A: Thanks! That photo was taken earlier, I think; it was on a tour with Dean and Todd (the Juliana Hatfield Three), after we had gotten back together to make our last album, “Whatever, My Love”, in 2014 (yikes, time flies). It was in a hotel room in Cleveland, after a gig, after I had I think been crying (not about politics) and smushed the tears out of my eyes (and up onto my forehead, evidently) and smeared the makeup with the tears. I can’t remember.
I liked how I looked at that moment and I liked how the makeup smears enhanced my eyes and made me look feral, or like I had stripes, or like I had been in a tussle in the dirt, so I took some self-portraits thinking maybe I would paint or draw from the images later. And then it made sense after I recorded “Pussycat” to make it the cover image.
Q (Simon):
Are you Australia-bound anytime soon? Lot of fans down here, of both old and new music.
A: No plans to come back anytime soon, sorry! I like it down there. Touring has become harder for me to manage. But I won’t say it’ll never happen again.
Q (Gerard): How do you deal with pets after 30+ years of touring? Bring'em along? Family? Friends? Dog sitter service?
Do you read more library books or personal books?
A: I brought my dog Betty on tour when we did the inaugural Lilith Fair festival. Sarah (McLachlan) had her dog on tour with her, too. It was a pretty casual scene backstage at the outdoor venues. There was usually grass and space for the dogs to be comfortable away from the crowds. It is usually really stressful to have a dog on the road, though. I don’t tour in tour buses anymore and it is a van situation or a car sometimes so it isn’t really so great for a dog. For many years I left my dog with a couple of wonderful friends when I went on tour. My dog loved them and they loved my dog and I knew she was safe with them.
As for books, I probably buy too many of them. I buy used books and I buy new ones, too but sometimes I try to wait for the paperback versions to come out so I can save a couple of bucks. And I also check books out of the library. I donate books I’ve read (the ones I don’t love enough to want to keep) to Goodwill or to the town dump’s little donation library shed.
Q (Akihiro): Hi Juliana. Hope you are keeping well. My question is if any special meaning or what you want to say the lyrics ‘I’m back from Japan like Jesus risen’? By the way, I always thought you were singing ‘I’m back from Japan like JESUS LIZARD’
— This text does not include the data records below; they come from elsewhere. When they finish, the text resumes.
//! Ledger repository: transactions, account balances and the unit of work.
//!
//! A unit of work is one database transaction. Rows it edits are taken with
//! `SELECT ... FOR UPDATE`, and balances move with `current_value = current_value + delta` so
//! concurrent units touching the same account never lose an update.

use async_trait::async_trait;
use chrono::Utc;
use sea_orm::sea_query::Expr;
use sea_orm::{
    ActiveModelTrait, ColumnTrait, DatabaseConnection, DatabaseTransaction, EntityTrait,
    QueryFilter, QueryOrder, QuerySelect, TransactionTrait,
};
use tally_core::approval::PendingTransaction;
use tally_core::ledger::{Account, AccountRef, BalanceDelta, LedgerStore, LedgerUnit, Transaction};
use tally_core::store::StoreError;
use tally_shared::types::{OwnerId, PendingTransactionId, TransactionId};
use tracing::debug;

use crate::convert;
use crate::entities::{assets, liabilities, pending_transactions, transactions};
use crate::error::store_err;

/// Ledger datastore backed by PostgreSQL.
#[derive(Debug, Clone)]
pub struct LedgerRepository {
    db: DatabaseConnection,
}

impl LedgerRepository {
    /// Creates a new ledger repository.
    #[must_use]
    pub const fn new(db: DatabaseConnection) -> Self {
        Self { db }
    }
}

#[async_trait]
impl LedgerStore for LedgerRepository {
    async fn begin(&self) -> Result<Box<dyn LedgerUnit>, StoreError> {
        let txn = self.db.begin().await.map_err(store_err)?;
        Ok(Box::new(PgLedgerUnit { txn }))
    }

    async fn get_transaction(
        &self,
        owner_id: OwnerId,
        id: TransactionId,
    ) -> Result<Option<Transaction>, StoreError> {
        transactions::Entity::find_by_id(id.into_inner())
            .filter(transactions::Column::OwnerId.eq(owner_id.into_inner()))
            .one(&self.db)
            .await
            .map_err(store_err)?
            .map(convert::transaction)
            .transpose()
    }

    async fn list_transactions(
        &self,
        owner_id: OwnerId,
        limit: u64,
    ) -> Result<Vec<Transaction>, StoreError> {
        transactions::Entity::find()
            .filter(transactions::Column::OwnerId.eq(owner_id.into_inner()))
            .order_by_desc(transactions::Column::OccurredAt)
            .order_by_desc(transactions::Column::CreatedAt)
            .limit(limit)
            .all(&self.db)
            .await
            .map_err(store_err)?
            .into_iter()
            .map(convert::transaction)
            .collect()
    }

    async fn get_account(
        &self,
        owner_id: OwnerId,
        account: AccountRef,
    ) -> Result<Option<Account>, StoreError> {
        let found = match account {
            AccountRef::Asset(id) => assets::Entity::find_by_id(id.into_inner())
                .filter(assets::Column::OwnerId.eq(owner_id.into_inner()))
                .one(&self.db)
                .await
                .map_err(store_err)?
                .map(convert::asset_account),
            AccountRef::Liability(id) => liabilities::Entity::find_by_id(id.into_inner())
                .filter(liabilities::Column::OwnerId.eq(owner_id.into_inner()))
                .one(&self.db)
                .await
                .map_err(store_err)?
                .map(convert::liability_account),
        };
        Ok(found)
    }
}

struct PgLedgerUnit {
    txn: DatabaseTransaction,
}

#[async_trait]
impl LedgerUnit for PgLedgerUnit {
    async fn insert_transaction(&mut self, transaction: &Transaction) -> Result<(), StoreError> {
        convert::transaction_active(transaction)
            .insert(&self.txn)
            .await
            .map_err(store_err)?;
        Ok(())
    }

    async fn lock_transaction(
        &mut self,
        owner_id: OwnerId,
        id: TransactionId,
    ) -> Result<Option<Transaction>, StoreError> {
        transactions::Entity::find_by_id(id.into_inner())
            .filter(transactions::Column::OwnerId.eq(owner_id.into_inner()))
            .lock_exclusive()
            .one(&self.txn)
            .await
            .map_err(store_err)?
            .map(convert::transaction)
            .transpose()
    }

    async fn update_transaction(&mut self, transaction: &Transaction) -> Result<(), StoreError> {
        convert::transaction_active(transaction)
            .update(&self.txn)
            .await
            .map_err(store_err)?;
        Ok(())
    }

    async fn delete_transaction(
        &mut self,
        owner_id: OwnerId,
        id: TransactionId,
    ) -> Result<bool, StoreError> {
        let result = transactions::Entity::delete_many()
            .filter(transactions::Column::Id.eq(id.into_inner()))
            .filter(transactions::Column::OwnerId.eq(owner_id.into_inner()))
            .exec(&self.txn)
            .await
            .map_err(store_err)?;
        Ok(result.rows_affected > 0)
    }

    async fn adjust_balance(
        &mut self,
        owner_id: OwnerId,
        delta: &BalanceDelta,
    ) -> Result<bool, StoreError> {
        let now = Utc::now();
        let result = match delta.account {
            AccountRef::Asset(id) => {
                assets::Entity::update_many()
                    .col_expr(
                        assets::Column::CurrentValue,
                        Expr::col(assets::Column::CurrentValue).add(delta.delta),
                    )
                    .col_expr(assets::Column::UpdatedAt, Expr::value(now))
                    .filter(assets::Column::Id.eq(id.into_inner()))
                    .filter(assets::Column::OwnerId.eq(owner_id.into_inner()))
                    .exec(&self.txn)
                    .await
            }
            AccountRef::Liability(id) => {
                liabilities::Entity::update_many()
                    .col_expr(
                        liabilities::Column::CurrentValue,
                        Expr::col(liabilities::Column::CurrentValue).add(delta.delta),
                    )
                    .col_expr(liabilities::Column::UpdatedAt, Expr::value(now))
                    .filter(liabilities::Column::Id.eq(id.into_inner()))
                    .filter(liabilities::Column::OwnerId.eq(owner_id.into_inner()))
                    .exec(&self.txn)
                    .await
            }
        }
        .map_err(store_err)?;

        if result.rows_affected == 0 {
            debug!(account = %delta.account, "Balance adjustment matched no account");
        }
        Ok(result.rows_affected > 0)
    }

    async fn lock_pending(
        &mut self,
        owner_id: OwnerId,
        id: PendingTransactionId,
    ) -> Result<Option<PendingTransaction>, StoreError> {
        pending_transactions::Entity::find_by_id(id.into_inner())
            .filter(pending_transactions::Column::OwnerId.eq(owner_id.into_inner()))
            .lock_exclusive()
            .one(&self.txn)
            .await
            .map_err(store_err)?
            .map(convert::pending)
            .transpose()
    }

    async fn save_pending(&mut self, pending: &PendingTransaction) -> Result<(), StoreError> {
        convert::pending_active(pending)
            .update(&self.txn)
            .await
            .map_err(store_err)?;
        Ok(())
    }

    async fn commit(self: Box<Self>) -> Result<(), StoreError> {
        self.txn.commit().await.map_err(store_err)
    }
}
A: Which song is this? I don’t recognize it! But it sounds like something I might’ve written--obscure to everyone else but meaningful to me. And yet it has no meaning right now because I don’t remember writing it !
Q (Fernando): are there any plans to have Bed, Beautiful Creature, and Juliana’s Pony available on streaming? Hugs!!!
A: They should be! I will look into it.
Q (Grimoaldo): Hello! I would like to know what you use for Mellotron sounds? Is it a specific plugin? Also Do you have certain “go-to” keyboard or synth sounds you love?
A: That particular Mellotron flutes sound is the go-to keyboard sound I love, and I use it all the time these days. It is from a Korg microkorg XL+ keyboard that I plug into my interface that goes into the laptop. It is the “Tape FLT” (flute) sound which I get by switching the lever to Bank Select A (as opposed to B) with the dial on the left turned to #1 (“70’s vintage”) and the dial on the right turned to #6 (“keyboard/bell”)
p.s. I am not paid by KORG for this endorsement ...unfortunately!
Thanks for another round of thoughtful and interesting replies. I believe the ‘I’m back from Japan like Jesus risen’ song you couldn't remember is 'Dune', an MIC-era track?
such awesome fans! Honored to be among these thoughtful folks.